Excerpt from “Virtual Summer Camp: How Sports Are Changing For Good With Covid-19 Coronavirus

Forbes.com, 7/20/20

 

As they say every cloud has a silver lining. The Covid-19 coronavirus has been hard on many sports and the people who want to watch and play them. But challenging times can get people thinking about new ways to do old things.

Take summer sports camps. For years it’s been a rite of passage for many kids to go to specific sports camps during the summer. Tennis players go to tennis camps. Football players to football camps. Soccer player to soccer camps. Synchronized swimmers to very synchronized camps. Etc. etc. etc. Camp selection could be a bit like those restaurant menus that say no substitutions allowed. Kids had to choose their path early. And those are kids who actually had the means, pre-existing skills, and moolah to go to these camps. (Moolah is a technical term for money.)

Now that the Covid-19 coronavirus pandemic and the social distancing that’s needed has tossed traditional summer camp plans in the ball hopper, a coalition of major sports organizations have decided to try something different. The U.S. Tennis Association (USTA), working with the U.S. Olympic & Paralympic CommitteeUSA FootballU.S. SoccerUSA BaseballU.S. Figure Skating, and the PGA of America, are putting on the Net Generation Virtual Summer Camp from today July 20 through July 24.

It’s called “Virtual” because you won’t have to travel anywhere, except maybe from the bathroom to a place where you can move around more freely. Instead, you’ll just have to log on via the USTA’s Facebook and Twitter pages for two half-hour sessions a day, one at 11:00 am ET and a second at 3:00 pm ET. It won’t be as expensive as regular camps, assuming that you don’t consider free as expensive. All of this will make the camp more accessible to more people.
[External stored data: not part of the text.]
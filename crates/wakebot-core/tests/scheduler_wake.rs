//! Scheduler runner wired to the in-process wake facility and a SQLite alarm table.

use std::time::Duration;

use chrono::{Local, Timelike};
use tokio::sync::watch;
use wakebot_core::storage::Database;
use wakebot_core::{
    run_scheduler, AlarmDefinition, AlarmStore, Projection, Recurrence, SchedulerDriver,
    TokioWakeArming,
};

fn alarm_in_two_minutes() -> AlarmDefinition {
    let soon = Local::now() + chrono::Duration::minutes(2);
    AlarmDefinition::new(soon.hour(), soon.minute(), Recurrence::OneShot).unwrap()
}

#[tokio::test(start_paused = true)]
async fn stored_alarm_fires_through_the_runner() {
    let db = Database::open_memory().unwrap();
    let id = db.insert_alarm(&alarm_in_two_minutes()).unwrap();

    let (arming, mut fired) = TokioWakeArming::new();
    let (definitions, definitions_rx) = watch::channel(db.list_alarms().unwrap());
    let runner = tokio::spawn(run_scheduler(
        SchedulerDriver::new(arming),
        definitions_rx,
        Duration::from_secs(1),
        |_, _| {},
    ));

    let woke = tokio::time::timeout(Duration::from_secs(600), fired.recv())
        .await
        .expect("wake should fire within ten minutes");
    assert_eq!(woke, Some(id));

    drop(definitions);
    let driver = runner.await.unwrap();
    assert_eq!(driver.armed().map(|(armed_id, _)| armed_id), Some(id));
}

#[tokio::test(start_paused = true)]
async fn deleting_the_alarm_disarms_its_wake() {
    let db = Database::open_memory().unwrap();
    let id = db.insert_alarm(&alarm_in_two_minutes()).unwrap();

    let (arming, mut fired) = TokioWakeArming::new();
    let (definitions, definitions_rx) = watch::channel(db.list_alarms().unwrap());
    let (projections_tx, mut projections) = tokio::sync::mpsc::unbounded_channel();
    let runner = tokio::spawn(run_scheduler(
        SchedulerDriver::new(arming),
        definitions_rx,
        Duration::from_secs(1),
        move |projection, _| {
            let _ = projections_tx.send(projection.clone());
        },
    ));

    assert!(matches!(
        projections.recv().await,
        Some(Projection::Scheduled(ref next)) if next.alarm_id == id
    ));
    assert!(db.delete_alarm(id).unwrap());
    definitions.send(db.list_alarms().unwrap()).unwrap();

    assert!(tokio::time::timeout(Duration::from_secs(600), fired.recv())
        .await
        .is_err());
    drop(definitions);
    let driver = runner.await.unwrap();
    assert!(driver.armed().is_none());
    assert!(driver.arming().armed_at(id).is_none());
}

#[tokio::test(start_paused = true)]
async fn wall_clock_jump_past_the_alarm_still_fires_it() {
    let alarm = alarm_in_two_minutes().with_id(1);
    let defs = vec![alarm];
    let (arming, mut fired) = TokioWakeArming::new();
    let mut driver = SchedulerDriver::new(arming);

    let now = Local::now();
    driver.refresh(&defs, &now);
    let (_, due) = driver.armed().unwrap();

    // The wall clock is already past the instant while the sleep is pending.
    driver.refresh(&defs, &(now + chrono::Duration::minutes(3)));
    assert_eq!(fired.try_recv(), Ok(1));

    let (rearmed_id, next) = driver.armed().unwrap();
    assert_eq!(rearmed_id, 1);
    assert!(next > due + chrono::Duration::hours(22));
    assert!(tokio::time::timeout(Duration::from_secs(600), fired.recv())
        .await
        .is_err());
}
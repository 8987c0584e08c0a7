//! Serial device nodes such as `/dev/rfcomm0`.

use std::fs::{File, OpenOptions};
use std::io::{self, Read, Write};
use std::os::unix::fs::OpenOptionsExt;
use std::path::Path;
use std::pin::Pin;
use std::task::{ready, Context, Poll};

use nix::fcntl::OFlag;
use tokio::io::unix::AsyncFd;
use tokio::io::{AsyncRead, AsyncWrite, ReadBuf};

/// A device node opened non-blocking and driven by the reactor, so a read
/// waiting for the robot never holds up a write.
pub struct DeviceStream {
    fd: AsyncFd<File>,
}

impl DeviceStream {
    #[allow(deprecated)]
    pub fn open(path: impl AsRef<Path>) -> io::Result<Self> {
        let file = OpenOptions::new()
            .read(true)
            .write(true)
            .custom_flags((OFlag::O_NONBLOCK | OFlag::O_NOCTTY).bits())
            .open(path)?;
        Ok(Self {
            fd: AsyncFd::new(file)?,
        })
    }
}

impl AsyncRead for DeviceStream {
    fn poll_read(
        self: Pin<&mut Self>,
        cx: &mut Context<'_>,
        buf: &mut ReadBuf<'_>,
    ) -> Poll<io::Result<()>> {
        loop {
            let mut guard = ready!(self.fd.poll_read_ready(cx))?;
            let unfilled = buf.initialize_unfilled();
            match guard.try_io(|inner| inner.get_ref().read(unfilled)) {
                Ok(result) => return Poll::Ready(result.map(|n| buf.advance(n))),
                Err(_would_block) => continue,
            }
        }
    }
}

impl AsyncWrite for DeviceStream {
    fn poll_write(
        self: Pin<&mut Self>,
        cx: &mut Context<'_>,
        buf: &[u8],
    ) -> Poll<io::Result<usize>> {
        loop {
            let mut guard = ready!(self.fd.poll_write_ready(cx))?;
            match guard.try_io(|inner| inner.get_ref().write(buf)) {
                Ok(result) => return Poll::Ready(result),
                Err(_would_block) => continue,
            }
        }
    }

    fn poll_flush(self: Pin<&mut Self>, _cx: &mut Context<'_>) -> Poll<io::Result<()>> {
        Poll::Ready(Ok(()))
    }

    fn poll_shutdown(self: Pin<&mut Self>, _cx: &mut Context<'_>) -> Poll<io::Result<()>> {
        Poll::Ready(Ok(()))
    }
}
In fact, you won’t even need an opponent or partner to participate in the camp. The focus will be on drills that you can do by yourself (or at most you and a wall) without special facilities. This is to keep things safer in the times of Covid-19 coronavirus and social distancing but will also those who don’t normally have access to facilities, coaches, and others to learn the sport.